PROVIDED ENTRIES START

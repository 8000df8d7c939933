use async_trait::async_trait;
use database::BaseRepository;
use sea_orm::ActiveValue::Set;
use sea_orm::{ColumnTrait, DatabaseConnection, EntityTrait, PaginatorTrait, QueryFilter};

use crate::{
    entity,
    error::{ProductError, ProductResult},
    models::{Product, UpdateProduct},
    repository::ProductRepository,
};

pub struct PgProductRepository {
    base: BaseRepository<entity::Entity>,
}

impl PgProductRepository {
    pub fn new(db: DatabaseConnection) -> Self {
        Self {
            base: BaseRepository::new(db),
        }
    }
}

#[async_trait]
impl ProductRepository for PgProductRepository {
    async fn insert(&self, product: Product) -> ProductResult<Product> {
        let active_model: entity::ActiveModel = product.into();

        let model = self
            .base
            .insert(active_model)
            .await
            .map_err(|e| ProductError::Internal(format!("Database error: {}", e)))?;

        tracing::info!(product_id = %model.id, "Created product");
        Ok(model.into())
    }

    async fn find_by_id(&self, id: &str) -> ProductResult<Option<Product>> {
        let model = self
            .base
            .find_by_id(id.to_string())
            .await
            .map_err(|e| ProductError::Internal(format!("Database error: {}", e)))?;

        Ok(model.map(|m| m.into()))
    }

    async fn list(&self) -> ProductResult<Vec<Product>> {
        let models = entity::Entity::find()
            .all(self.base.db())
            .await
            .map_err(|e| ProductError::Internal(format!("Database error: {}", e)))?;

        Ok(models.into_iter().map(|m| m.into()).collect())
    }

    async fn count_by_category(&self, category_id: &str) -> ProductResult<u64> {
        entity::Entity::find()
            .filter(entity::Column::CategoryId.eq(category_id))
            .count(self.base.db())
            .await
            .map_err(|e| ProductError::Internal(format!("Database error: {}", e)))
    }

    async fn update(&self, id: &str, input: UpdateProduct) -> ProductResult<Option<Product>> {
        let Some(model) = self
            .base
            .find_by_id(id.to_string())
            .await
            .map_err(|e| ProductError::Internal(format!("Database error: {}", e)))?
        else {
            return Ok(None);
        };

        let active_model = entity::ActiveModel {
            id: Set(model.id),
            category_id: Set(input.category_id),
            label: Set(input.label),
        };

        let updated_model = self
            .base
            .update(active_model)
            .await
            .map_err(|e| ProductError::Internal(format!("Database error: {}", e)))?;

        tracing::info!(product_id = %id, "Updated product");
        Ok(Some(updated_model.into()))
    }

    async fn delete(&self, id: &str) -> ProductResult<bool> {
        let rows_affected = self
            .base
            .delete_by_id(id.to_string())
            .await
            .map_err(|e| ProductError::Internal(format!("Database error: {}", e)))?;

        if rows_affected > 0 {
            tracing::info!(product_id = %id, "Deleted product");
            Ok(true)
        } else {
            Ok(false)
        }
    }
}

PROVIDED ENTRIES END
PROVIDED ENTRIES START

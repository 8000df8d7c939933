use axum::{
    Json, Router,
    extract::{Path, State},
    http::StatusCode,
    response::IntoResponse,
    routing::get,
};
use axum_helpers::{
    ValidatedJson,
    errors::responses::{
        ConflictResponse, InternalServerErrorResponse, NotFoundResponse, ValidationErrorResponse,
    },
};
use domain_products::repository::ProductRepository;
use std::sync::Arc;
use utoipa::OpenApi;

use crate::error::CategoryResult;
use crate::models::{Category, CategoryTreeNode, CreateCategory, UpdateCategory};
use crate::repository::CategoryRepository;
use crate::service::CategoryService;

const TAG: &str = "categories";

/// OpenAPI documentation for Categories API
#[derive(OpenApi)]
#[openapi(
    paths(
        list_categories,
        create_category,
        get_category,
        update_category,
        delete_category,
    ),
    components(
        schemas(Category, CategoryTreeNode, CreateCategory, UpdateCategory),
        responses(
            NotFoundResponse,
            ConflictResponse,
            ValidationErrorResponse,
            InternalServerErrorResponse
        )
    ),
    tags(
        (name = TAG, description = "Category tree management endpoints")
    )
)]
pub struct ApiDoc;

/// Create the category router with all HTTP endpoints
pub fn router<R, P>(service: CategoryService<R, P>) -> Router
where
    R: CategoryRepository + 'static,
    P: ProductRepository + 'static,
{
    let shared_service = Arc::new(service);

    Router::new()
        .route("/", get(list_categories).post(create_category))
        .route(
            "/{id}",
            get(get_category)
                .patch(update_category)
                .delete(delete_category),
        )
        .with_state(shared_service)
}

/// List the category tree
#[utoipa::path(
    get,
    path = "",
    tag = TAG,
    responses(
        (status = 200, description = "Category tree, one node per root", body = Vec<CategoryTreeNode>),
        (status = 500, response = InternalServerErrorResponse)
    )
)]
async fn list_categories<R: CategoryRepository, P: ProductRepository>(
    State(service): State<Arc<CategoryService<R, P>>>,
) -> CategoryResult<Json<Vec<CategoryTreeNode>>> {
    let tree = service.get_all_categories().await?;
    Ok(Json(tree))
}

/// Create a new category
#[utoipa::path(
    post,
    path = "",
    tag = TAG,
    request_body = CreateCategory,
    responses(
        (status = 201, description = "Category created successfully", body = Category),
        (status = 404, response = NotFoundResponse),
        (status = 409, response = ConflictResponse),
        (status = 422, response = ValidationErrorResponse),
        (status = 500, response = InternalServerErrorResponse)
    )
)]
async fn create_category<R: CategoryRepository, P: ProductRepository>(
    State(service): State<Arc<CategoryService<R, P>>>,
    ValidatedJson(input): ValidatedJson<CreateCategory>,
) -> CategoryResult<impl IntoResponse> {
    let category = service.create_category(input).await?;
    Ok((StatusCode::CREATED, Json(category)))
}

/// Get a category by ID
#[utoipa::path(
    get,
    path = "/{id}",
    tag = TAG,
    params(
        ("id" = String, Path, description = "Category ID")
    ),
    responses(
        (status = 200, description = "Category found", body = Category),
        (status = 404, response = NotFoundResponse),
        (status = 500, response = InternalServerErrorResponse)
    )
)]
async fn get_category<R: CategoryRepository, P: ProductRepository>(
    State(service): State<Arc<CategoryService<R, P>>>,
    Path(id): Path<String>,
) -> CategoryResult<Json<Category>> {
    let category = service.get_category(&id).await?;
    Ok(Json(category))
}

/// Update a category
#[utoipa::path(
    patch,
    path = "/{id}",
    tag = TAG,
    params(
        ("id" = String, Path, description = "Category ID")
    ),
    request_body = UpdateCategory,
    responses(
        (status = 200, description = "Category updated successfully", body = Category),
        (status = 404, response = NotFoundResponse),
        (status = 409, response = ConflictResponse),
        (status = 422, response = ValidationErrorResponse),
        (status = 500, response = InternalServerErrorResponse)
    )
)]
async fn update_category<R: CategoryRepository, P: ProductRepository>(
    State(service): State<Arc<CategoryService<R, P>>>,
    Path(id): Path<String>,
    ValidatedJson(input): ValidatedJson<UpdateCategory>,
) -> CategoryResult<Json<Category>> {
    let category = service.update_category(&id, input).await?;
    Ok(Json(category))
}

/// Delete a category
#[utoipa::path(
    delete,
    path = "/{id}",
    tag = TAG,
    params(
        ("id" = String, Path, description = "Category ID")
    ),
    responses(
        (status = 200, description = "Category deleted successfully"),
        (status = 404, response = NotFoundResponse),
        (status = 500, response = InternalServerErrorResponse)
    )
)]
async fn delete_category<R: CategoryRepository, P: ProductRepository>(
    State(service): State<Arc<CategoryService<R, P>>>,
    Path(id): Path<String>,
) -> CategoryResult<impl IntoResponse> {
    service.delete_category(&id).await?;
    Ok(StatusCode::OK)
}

PROVIDED ENTRIES END

### TASK STATEMENT
Return every line holding the word "crate" from the records.

### ANSWER BELOW
use crate::{
use crate::error::CategoryResult;
use crate::models::{Category, CategoryTreeNode, CreateCategory, UpdateCategory};
use crate::repository::CategoryRepository;
use crate::service::CategoryService;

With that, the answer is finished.